Exercise: Your answer is the lines below, exactly, from the one that contains "nodes; a node's" through the one that contains "or directory title.", both included.

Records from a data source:
──────────────────────────────
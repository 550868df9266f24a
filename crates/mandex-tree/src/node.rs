//! Node structures for the document tree.
//!
//! Nodes live in an arena owned by [`DocumentTree`](crate::DocumentTree) and refer to each
//! other by [`NodeId`]. Ownership runs strictly from the arena to its nodes; a node's
//! `parent` is a plain index, never a shared handle.

use mandex_locator::SectionNumber;

/// Handle to a node inside one document tree.
///
/// Ids are only meaningful for the tree that produced them.
#[derive(Debug, Clone, Copy, PartialEq, Eq, Hash, PartialOrd, Ord)]
pub struct NodeId(usize);

impl NodeId {
    /// Wraps an arena slot.
    pub(crate) fn new(slot: usize) -> Self {
        Self(slot)
    }

    /// Returns the arena slot of this node.
    pub fn slot(self) -> usize {
        self.0
    }
}

/// Distinguishes the three kinds of node.
#[derive(Debug, Clone, Copy, PartialEq, Eq)]
pub enum NodeKind {
    /// One of the eight numbered top-level sections.
    Section(SectionNumber),
    /// A named directory below a section or another subsection.
    Subsection {
        /// Whether a sibling document with the same title belongs to this subsection.
        has_document: bool,
    },
    /// A leaf document.
    Page,
}

/// Child list of a node, discovered at most once.
#[derive(Debug, Clone, Default)]
pub(crate) enum Children {
    /// Storage has not been listed yet.
    #[default]
    Unreified,
    /// Storage was listed; this list never changes afterwards.
    Reified(Vec<NodeId>),
}

/// A node in the document tree.
#[derive(Debug, Clone)]
pub struct Node {
    /// What kind of node this is.
    pub(crate) kind: NodeKind,
    /// Display label: the section display name, or the file or directory title.
    pub(crate) name: String,
    /// Enclosing node; `None` for sections.
    pub(crate) parent: Option<NodeId>,
    /// Lazily discovered children.
    pub(crate) children: Children,
    /// Expanded/collapsed state as seen by a tree view.
    pub(crate) is_open: bool,
}

impl Node {
    /// Creates a node with no children discovered yet.
    pub(crate) fn new(kind: NodeKind, name: String, parent: Option<NodeId>) -> Self {
        let children = match kind {
            NodeKind::Page => Children::Reified(Vec::new()),
            NodeKind::Section(_) | NodeKind::Subsection { .. } => Children::Unreified,
        };
        Self {
            kind,
            name,
            parent,
            children,
            is_open: false,
        }
    }

    /// Returns the node kind.
    pub fn kind(&self) -> NodeKind {
        self.kind
    }

    /// Returns the display label.
    pub fn name(&self) -> &str {
        &self.name
    }

    /// Returns the enclosing node, or `None` for a section.
    pub fn parent(&self) -> Option<NodeId> {
        self.parent
    }

    /// Returns true if the children of this node have been discovered.
    ///
    /// Pages are always reified.
    pub fn is_reified(&self) -> bool {
        matches!(self.children, Children::Reified(_))
    }

    /// Returns the discovered children, or `None` if discovery has not happened yet.
    pub fn reified_children(&self) -> Option<&[NodeId]> {
        match &self.children {
            Children::Reified(children) => Some(children),
            Children::Unreified => None,
        }
    }

    /// Returns the expanded/collapsed state.
    pub fn is_open(&self) -> bool {
        self.is_open
    }

    /// Returns true if this node is a page.
    pub fn is_page(&self) -> bool {
        self.kind == NodeKind::Page
    }

    /// Returns true if this node is a top-level section.
    pub fn is_section(&self) -> bool {
        matches!(self.kind, NodeKind::Section(_))
    }

    /// Returns true if this node carries a document: a page, or a subsection merged with a
    /// same-named file.
    pub fn has_document(&self) -> bool {
        match self.kind {
            NodeKind::Page => true,
            NodeKind::Subsection { has_document } => has_document,
            NodeKind::Section(_) => false,
        }
    }
}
──────────────────────────────
Answer section:
//! other by [`NodeId`]. Ownership runs strictly from the arena to its nodes; a node's
//! `parent` is a plain index, never a shared handle.

use mandex_locator::SectionNumber;

/// Handle to a node inside one document tree.
///
/// Ids are only meaningful for the tree that produced them.
#[derive(Debug, Clone, Copy, PartialEq, Eq, Hash, PartialOrd, Ord)]
pub struct NodeId(usize);

impl NodeId {
    /// Wraps an arena slot.
    pub(crate) fn new(slot: usize) -> Self {
        Self(slot)
    }

    /// Returns the arena slot of this node.
    pub fn slot(self) -> usize {
        self.0
    }
}

/// Distinguishes the three kinds of node.
#[derive(Debug, Clone, Copy, PartialEq, Eq)]
pub enum NodeKind {
    /// One of the eight numbered top-level sections.
    Section(SectionNumber),
    /// A named directory below a section or another subsection.
    Subsection {
        /// Whether a sibling document with the same title belongs to this subsection.
        has_document: bool,
    },
    /// A leaf document.
    Page,
}

/// Child list of a node, discovered at most once.
#[derive(Debug, Clone, Default)]
pub(crate) enum Children {
    /// Storage has not been listed yet.
    #[default]
    Unreified,
    /// Storage was listed; this list never changes afterwards.
    Reified(Vec<NodeId>),
}

/// A node in the document tree.
#[derive(Debug, Clone)]
pub struct Node {
    /// What kind of node this is.
    pub(crate) kind: NodeKind,
    /// Display label: the section display name, or the file or directory title.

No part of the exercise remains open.